WHAT TO PRODUCE
Every line with the string "RenderResult" in it belongs in your answer, so copy them all from the data.

Stored data:
####
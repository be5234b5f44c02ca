//! End-to-end `render` pipeline: report source → load → render → page → disk.

use std::path::{Path, PathBuf};
use std::time::Instant;

use tracing::{info, instrument, warn};

use powerni_render::{RenderedReport, Section, render_report, split_sections};
use powerni_shared::{AppConfig, Report, ReportContent, Result, expand_home};
use powerni_storage::Storage;

use crate::loader::{FetchOptions, ReportSource, ReportState, load_report_state};
use crate::page::{PageOptions, assemble_page, write_page};
use crate::subscription::{SubscriptionError, SubscriptionStore};

/// Configuration for the `render` pipeline.
#[derive(Debug, Clone)]
pub struct RenderConfig {
    /// Where the report JSON lives.
    pub source: ReportSource,
    pub fetch: FetchOptions,
    pub page: PageOptions,
    /// Output HTML file; `None` skips writing.
    pub out: Option<PathBuf>,
    /// Subscription database, read only for the subscriber count.
    pub db_path: PathBuf,
    pub collection: String,
}

impl RenderConfig {
    /// Resolve a render config from the app config.
    pub fn from_app_config(config: &AppConfig) -> Result<Self> {
        Ok(Self {
            source: ReportSource::parse(&config.report.source)?,
            fetch: FetchOptions::from(&config.report),
            page: PageOptions::from(&config.page),
            out: None,
            db_path: expand_home(&config.newsletter.db_path)?,
            collection: config.newsletter.collection.clone(),
        })
    }
}

/// Result of the `render` pipeline.
#[derive(Debug)]
pub struct RenderResult {
    pub state: ReportState,
    /// Rendered fragments when the report loaded.
    pub rendered: Option<RenderedReport>,
    /// The assembled page.
    pub html: String,
    pub subscriber_count: Option<usize>,
    /// Where the page was written, if anywhere.
    pub written_to: Option<PathBuf>,
    pub elapsed: std::time::Duration,
}

/// Progress callback for reporting pipeline status.
pub trait ProgressReporter: Send + Sync {
    /// Called when entering a new phase.
    fn phase(&self, name: &str);
    /// Called when the pipeline completes.
    fn done(&self, result: &RenderResult);
}

/// No-op progress reporter for headless/test usage.
pub struct SilentProgress;

impl ProgressReporter for SilentProgress {
    fn phase(&self, _name: &str) {}
    fn done(&self, _result: &RenderResult) {}
}

/// Run the full `render` pipeline.
///
/// 1. Load the report (with retry)
/// 2. Count subscribers (degrades to "unavailable")
/// 3. Render fragments and assemble the page
/// 4. Write the page, if an output path is set
///
/// A report that fails to load still produces a page describing the failure.
#[instrument(skip_all, fields(source = %config.source))]
pub async fn render_site(
    config: &RenderConfig,
    progress: &dyn ProgressReporter,
) -> Result<RenderResult> {
    let start = Instant::now();

    progress.phase("Loading report");
    let state = load_report_state(&config.source, &config.fetch).await;
    if let ReportState::Failed { message, attempts } = &state {
        warn!(attempts, error = %message, "report unavailable, rendering error page");
    }

    progress.phase("Reading subscriptions");
    let subscriber_count = subscriber_count(&config.db_path, &config.collection).await;

    progress.phase("Rendering page");
    let rendered = match &state {
        ReportState::Ready(report) => Some(render_report(report)),
        _ => None,
    };
    let html = assemble_page(&state, &config.page, subscriber_count);

    let written_to = match &config.out {
        Some(path) => {
            progress.phase("Writing page");
            write_page(path, &html)?;
            Some(path.clone())
        }
        None => None,
    };

    let result = RenderResult {
        state,
        rendered,
        html,
        subscriber_count,
        written_to,
        elapsed: start.elapsed(),
    };

    info!(
        ready = matches!(result.state, ReportState::Ready(_)),
        subscribers = ?result.subscriber_count,
        elapsed_ms = result.elapsed.as_millis() as u64,
        "render pipeline complete"
    );

    progress.done(&result);
    Ok(result)
}

/// Number of stored subscriptions; `None` if the list cannot be read.
///
/// A database that does not exist yet means nobody has subscribed.
pub async fn subscriber_count(db_path: &Path, collection: &str) -> Option<usize> {
    if !db_path.exists() {
        return Some(0);
    }

    let storage = match Storage::open_readonly(db_path).await {
        Ok(storage) => storage,
        Err(e) => {
            warn!(path = %db_path.display(), error = %e, "cannot open subscription database");
            return None;
        }
    };

    match SubscriptionStore::load(storage, collection).await {
        Ok(subs) => Some(subs.len().await),
        Err(e) => {
            warn!(error = %e, "cannot read subscriptions");
            None
        }
    }
}

/// Open the subscription list for writing.
pub async fn open_subscriptions(
    db_path: &Path,
    collection: &str,
) -> std::result::Result<SubscriptionStore<Storage>, SubscriptionError> {
    let storage = Storage::open(db_path)
        .await
        .map_err(|e| SubscriptionError::Persistence(e.to_string()))?;
    SubscriptionStore::load(storage, collection).await
}

/// Open the subscription list read-only; a missing database is an empty list.
pub async fn read_subscriptions(
    db_path: &Path,
    collection: &str,
) -> std::result::Result<Vec<powerni_shared::SubscriptionEntry>, SubscriptionError> {
    if !db_path.exists() {
        return Ok(Vec::new());
    }
    let storage = Storage::open_readonly(db_path)
        .await
        .map_err(|e| SubscriptionError::Persistence(e.to_string()))?;
    Ok(SubscriptionStore::load(storage, collection).await?.entries().await)
}

/// Titled sections of a report, in document order.
pub fn report_outline(report: &Report) -> Vec<Section> {
    match &report.content {
        ReportContent::Monolithic(text) => split_sections(text),
        ReportContent::Split(split) => [
            ("Executive Summary", &split.executive_summary),
            ("Short-Term Outlook", &split.short_term_analysis),
            ("Long-Term Outlook", &split.long_term_analysis),
        ]
        .into_iter()
        .filter(|(_, body)| !body.trim().is_empty())
        .map(|(title, body)| Section {
            title: title.to_string(),
            body: body.trim().to_string(),
        })
        .collect(),
    }
}

#[cfg(test)]
mod tests {
    use super::*;
    use powerni_shared::DEFAULT_COLLECTION;
    use uuid::Uuid;

    fn fixture_path(name: &str) -> PathBuf {
        Path::new(env!("CARGO_MANIFEST_DIR"))
            .join("../../../fixtures")
            .join(name)
    }

    fn temp_path(name: &str) -> PathBuf {
        std::env::temp_dir().join(format!("powerni_{name}_{}", Uuid::now_v7()))
    }

    fn config_for(source: ReportSource) -> RenderConfig {
        RenderConfig {
            source,
            fetch: FetchOptions {
                timeout_secs: 5,
                max_attempts: 2,
                retry_backoff_ms: 1,
            },
            page: PageOptions::default(),
            out: Some(temp_path("site").join("index.html")),
            db_path: temp_path("db").with_extension("db"),
            collection: DEFAULT_COLLECTION.to_string(),
        }
    }

    #[tokio::test]
    async fn renders_fixture_to_disk() {
        let config = config_for(ReportSource::File(fixture_path("json/report.monolithic.json")));
        let result = render_site(&config, &SilentProgress).await.expect("render");

        assert!(matches!(result.state, ReportState::Ready(_)));
        assert!(result.rendered.is_some());
        assert_eq!(result.subscriber_count, Some(0));

        let written = std::fs::read_to_string(result.written_to.unwrap()).unwrap();
        assert_eq!(written, result.html);
        assert!(written.contains("Short-Term Analysis"));
    }

    #[tokio::test]
    async fn missing_report_still_writes_error_page() {
        let config = config_for(ReportSource::File(fixture_path("json/nope.json")));
        let result = render_site(&config, &SilentProgress).await.expect("render");

        assert!(matches!(
            result.state,
            ReportState::Failed { attempts: 2, .. }
        ));
        assert!(result.rendered.is_none());
        assert!(result.html.contains("report-error"));
    }

    #[tokio::test]
    async fn subscriber_count_reflects_store() {
        let db = temp_path("count").with_extension("db");
        assert_eq!(subscriber_count(&db, DEFAULT_COLLECTION).await, Some(0));

        let subs = open_subscriptions(&db, DEFAULT_COLLECTION).await.unwrap();
        subs.submit("a@b.com").await.unwrap();
        subs.submit("c@d.com").await.unwrap();
        drop(subs);

        assert_eq!(subscriber_count(&db, DEFAULT_COLLECTION).await, Some(2));
        let entries = read_subscriptions(&db, DEFAULT_COLLECTION).await.unwrap();
        assert_eq!(entries[1].email, "c@d.com");
    }

    #[tokio::test]
    async fn corrupt_subscriptions_degrade_to_unavailable() {
        let db = temp_path("corrupt").with_extension("db");
        let storage = Storage::open(&db).await.unwrap();
        powerni_storage::KeyValueStore::put(&storage, DEFAULT_COLLECTION, "not json")
            .await
            .unwrap();
        drop(storage);

        assert_eq!(subscriber_count(&db, DEFAULT_COLLECTION).await, None);
    }

    #[test]
    fn outline_of_split_report_skips_empty_parts() {
        let raw = std::fs::read_to_string(fixture_path("json/report.split.json")).unwrap();
        let mut report: Report = serde_json::from_str(&raw).unwrap();
        if let ReportContent::Split(split) = &mut report.content {
            split.long_term_analysis.clear();
        }
        let titles: Vec<String> = report_outline(&report).into_iter().map(|s| s.title).collect();
        assert_eq!(titles, vec!["Executive Summary", "Short-Term Outlook"]);
    }

    #[test]
    fn outline_of_monolithic_report() {
        let raw = std::fs::read_to_string(fixture_path("json/report.monolithic.json")).unwrap();
        let report: Report = serde_json::from_str(&raw).unwrap();
        let titles: Vec<String> = report_outline(&report).into_iter().map(|s| s.title).collect();
        assert!(titles.contains(&"Short-Term Analysis".to_string()));
        assert!(titles.contains(&"Long-Term Analysis".to_string()));
    }
}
####
ANSWER SPACE
pub struct RenderResult {
    fn done(&self, result: &RenderResult);
    fn done(&self, _result: &RenderResult) {}
) -> Result<RenderResult> {
    let result = RenderResult {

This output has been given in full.